Chocolate & Stroke: the Most Delicious Way to Save Your Life

Here’s great news for women who love chocolate: it just might save your life. Chocolate is not only good for Valentine’s hearts: it turns out, it’s great for your heart too. Eating chocolate can prevent you from having a stroke. . . .
A stroke starves your brain of blood and oxygen, killing your brain cells. It is the cause of an incredible 6% of all deaths in Canada and of 5.3% of all deaths in the United States. Eating chocolate, though, can prevent that from happening to you.
Several studies have shown that eating dark chocolate prevents strokes. Meta-analyses of studies on chocolate and stroke have found a 14-21% reduced risk of stroke for the people who eat the most chocolate.
And now, a new study has, once again, demonstrated the power of chocolate over your heart: at least for women.

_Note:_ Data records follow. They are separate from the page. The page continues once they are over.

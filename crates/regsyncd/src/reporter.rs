//! Stat reporter that writes each batch as a table to the log.

use async_trait::async_trait;
use chrono::{DateTime, Local};
use regsync_core::{ReportHandler, SyncResult};
use regsync_types::{ReportTarget, StatInfo, TargetType};
use std::fmt::Write as _;
use tracing::info;

/// Tracing target of rendered stat tables.
pub const STAT_TARGET: &str = "regsync::stat";

const EMPTY_BATCH: &str = "No API Call";

#[derive(Debug, Default)]
pub struct FileReportHandler;

impl FileReportHandler {
    pub fn new() -> Self {
        Self
    }
}

fn row(out: &mut String, cells: [&str; 5]) {
    // Writing to a String cannot fail.
    let _ = writeln!(
        out,
        "{:<48}|{:>12}|{:>12}|{:>12}|{:>12}|",
        cells[0], cells[1], cells[2], cells[3], cells[4]
    );
}

/// Renders one batch: a timestamp line, a header and one row per dimension.
pub fn render(stat: &StatInfo, now: DateTime<Local>) -> String {
    let mut out = format!("{}\n", now.format("%Y-%m-%d %H:%M:%S"));
    if stat.is_empty() {
        out.push_str(EMPTY_BATCH);
        out.push('\n');
        return out;
    }
    row(&mut out, ["Name", "Type", "Detail", "Total", "Error"]);
    for record in &stat.records {
        row(
            &mut out,
            [
                record.dimension.name.as_str(),
                record.dimension.resource_type.as_str(),
                record.dimension.product_name.as_str(),
                record.total.to_string().as_str(),
                record.errors.to_string().as_str(),
            ],
        );
    }
    out
}

#[async_trait]
impl ReportHandler for FileReportHandler {
    fn target_type(&self) -> TargetType {
        TargetType::File
    }

    async fn init(&mut self, target: &ReportTarget) -> SyncResult<()> {
        info!(options = target.options.len(), "file stat reporter enabled");
        Ok(())
    }

    async fn report_stat(&self, stat: &StatInfo) {
        info!(target: STAT_TARGET, "\n{}", render(stat, Local::now()));
    }
}

#[cfg(test)]
mod tests {
    use super::*;
    use chrono::TimeZone;
    use regsync_types::{Dimension, HealthRecord, ResourceType};

    fn at() -> DateTime<Local> {
        Local.with_ymd_and_hms(2026, 3, 1, 12, 30, 0).unwrap()
    }

    #[test]
    fn test_render_empty_batch() {
        let text = render(&StatInfo::default(), at());
        assert_eq!(text, "2026-03-01 12:30:00\nNo API Call\n");
    }

    #[test]
    fn test_render_rows_are_fixed_width() {
        let stat = StatInfo {
            records: vec![HealthRecord {
                dimension: Dimension::new("nacos-a", ResourceType::Nacos, "nacos-2.x"),
                total: 12,
                errors: 1,
            }],
        };
        let text = render(&stat, at());
        let lines: Vec<&str> = text.lines().collect();
        assert_eq!(lines.len(), 3);
        assert!(lines[1].starts_with("Name "));
        assert_eq!(lines[2].len(), 49 + 4 * 13);
        assert!(lines[2].starts_with("nacos-a "));
        assert!(lines[2].ends_with("          12|           1|"));
    }
}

This large study included 38,182 men and 46,415 women between the ages of 44 and 76 and followed them for an average of 12.9 years. It found that women who eat chocolate have a significant 16% lower risk of having a stroke. Men have a 6% reduced risk of stroke, but the benefit for the men was not statistically significant.
The study does not seem to differentiate between eating dark chocolate or other less healthy forms of chocolate like milk chocolate. It would be interesting to see if the benefit for men would be significant if only dark chocolate was included.
That question of whether chocolate can also prevent stroke in men has also been asked in earlier research. Though an earlier study that looked only at a large group of women found a similar 14% reduction in stroke risk for women who ate chocolate (J Am Coll Cardiol 2011;doi:10.1016/j.jacc.2011.07.023), a large study of 37,103 men found that the men who ate the most chocolate (62.9g a week), had a 17% reduced risk of stroke (Neurology 2012;79:1223-29). So, in this study, chocolate did benefit men. And again, the results of both these studies may have been even more impressive if they only included dark chocolate, as most studies do.